Sao Paulo police have been carrying out frisks and ID checks
|
The death toll from four days of gang attacks and a police backlash in the Brazilian state of Sao Paulo has risen to 115, said police.
They say 33 suspected gang members were shot by police in the 24 hours until Tuesday lunchtime.
Transport and other services in Sao Paulo have been restored, but the authorities are carrying out hundreds of arrests as they pursue the gang.
The wave of violence seems to have been ordered by gang leaders inside jail.
State authorities have strongly denied local newspaper reports that they struck a deal with the gang - the First Command of the Capital (PCC) - to put an end to attacks.
'Civil war'
Calm was returning to Sao Paulo city, Brazil's industrial capital, amid a heavy presence of police who frisked motorcyclists and drivers and checked ID cards.

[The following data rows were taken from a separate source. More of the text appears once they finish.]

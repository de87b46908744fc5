//! Caller identity taken from the headers set by the upstream authorizer.

use axum::{extract::Request, http::HeaderMap, middleware::Next, response::Response};
use tracing::{info_span, warn, Instrument};

use crate::errors::ConsoleError;
use crate::models::{Subscription, UserContext};

pub const HEADER_ORG_ID: &str = "x-org-id";
pub const HEADER_ORG_CID: &str = "x-org-cid";
pub const HEADER_USER_ID: &str = "x-user-id";
pub const HEADER_USER_CID: &str = "x-user-cid";
pub const HEADER_SUBSCRIPTION_ID: &str = "x-subscription-id";
pub const HEADER_ORG_STATUS_ID: &str = "x-org-status-id";
pub const HEADER_ROLES: &str = "x-roles";
pub const HEADER_TRACE_ID: &str = "x-trace-id";
pub const HEADER_FORWARDED_FOR: &str = "x-forwarded-for";

fn header<'a>(headers: &'a HeaderMap, name: &str) -> Option<&'a str> {
    headers
        .get(name)
        .and_then(|v| v.to_str().ok())
        .map(str::trim)
        .filter(|v| !v.is_empty())
}

fn header_id(headers: &HeaderMap, name: &str) -> Option<i32> {
    header(headers, name).and_then(|v| v.parse().ok())
}

/// Build a [`UserContext`] from request headers. `None` when org or user
/// identity is missing or malformed.
pub fn extract_user_context(headers: &HeaderMap) -> Option<UserContext> {
    let org_id = header_id(headers, HEADER_ORG_ID)?;
    let user_id = header_id(headers, HEADER_USER_ID)?;

    let roles = header(headers, HEADER_ROLES)
        .map(|r| r.split(',').map(str::trim).filter(|s| !s.is_empty()).map(String::from).collect())
        .unwrap_or_default();

    let ip_address = header(headers, HEADER_FORWARDED_FOR)
        .and_then(|v| v.split(',').next())
        .map(|v| v.trim().to_string())
        .unwrap_or_default();

    let trace_id = header(headers, HEADER_TRACE_ID)
        .map(String::from)
        .unwrap_or_else(|| uuid::Uuid::new_v4().to_string());

    Some(UserContext {
        trace_id,
        org_id,
        org_cid: header(headers, HEADER_ORG_CID).unwrap_or_default().to_string(),
        user_id,
        user_cid: header(headers, HEADER_USER_CID).unwrap_or_default().to_string(),
        roles,
        ip_address,
        subscription: Subscription::from(header_id(headers, HEADER_SUBSCRIPTION_ID).unwrap_or_default()),
        org_status_id: header_id(headers, HEADER_ORG_STATUS_ID).unwrap_or_default(),
    })
}

/// Attach the caller's [`UserContext`] to the request, or reject it with 401.
pub async fn user_context_middleware(mut request: Request, next: Next) -> Result<Response, ConsoleError> {
    let Some(ctx) = extract_user_context(request.headers()) else {
        warn!(path = %request.uri().path(), "Request without user context");
        return Err(ConsoleError::MissingUserContext);
    };

    let span = info_span!(
        "user_request",
        trace_id = %ctx.trace_id,
        org_id = ctx.org_id,
        user_id = ctx.user_id,
    );
    request.extensions_mut().insert(ctx);
    Ok(next.run(request).instrument(span).await)
}

/// Reject callers whose organization is locked out of mutating calls.
pub fn ensure_enabled(ctx: &UserContext) -> Result<(), ConsoleError> {
    if ctx.account_disabled() {
        warn!(org_id = ctx.org_id, status = ctx.org_status_id, "Account disabled");
        return Err(ConsoleError::AccountDisabled);
    }
    Ok(())
}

On Monday, a string of attacks on police posts, banks and buses sent citizens scurrying home before nightfall.
 |
DEATH TOLL JUMPS
Official dead on Monday: 81 (39 police/prison guards, 38 suspected gang members, 4 civilians)
Official dead on Tuesday: 115 (40 police/prison guards, 71 suspected gang members, 4 civilians, in addition bodies of 13 prisoners reportedly found)
|
Shops, offices and schools were open again on Tuesday, but many residents said they remained frightened.
"It's a civil war," Manuela Nascimento, a newsstand worker, told news agency AP.
"Now I leave my house scared and go to work scared."
The attacks were launched on Friday, apparently in retaliation for the transfer of 765 jailed PCC members to a maximum-security prison.
Over the weekend inmates of more than 70 prisons revolted, taking some 200 hostages, and suspected gangsters on the streets launched the mass attacks.
The revolts have now been quelled and the hostages released.
On Monday, police said 38 police and prison guards had been killed along with 39 suspected gangsters and four civilians.
The figure of suspected gangsters dead had jumped to 71 on Tuesday.
That increase has prompted concern among human rights groups, says the BBC's Steve Kingstone in Sao Paulo.
They say the earlier attacks on officers cannot be interpreted as a licence to kill and are calling for the names and details of all victims to be made public.
In addition to the 115 reported dead by police, it is thought that some 13 inmates caught up in the prison revolts were also killed.
Truce claims
Meanwhile, leading local newspapers say a deal struck between the PCC gang chief and authorities explains Tuesday's dip in attacks against police.
State Governor Claudio Lembo rejected the allegations, saying there would be "no concessions" to criminals, and the state organised crime unit has also denied the claims.
The PCC was formed in Sao Paulo by prisoners who survived one of Brazil's worst jail massacres in the early 1990s, when the police killed 111 inmates to put down a riot.
It is involved in drugs and arms trafficking, kidnappings, bank robberies, and prison breaks and rebellions, police say.
The gang's power has been heightened in recent years by the availability of mobile phones, smuggled through prison security, enabling members to run criminal activities from their cells.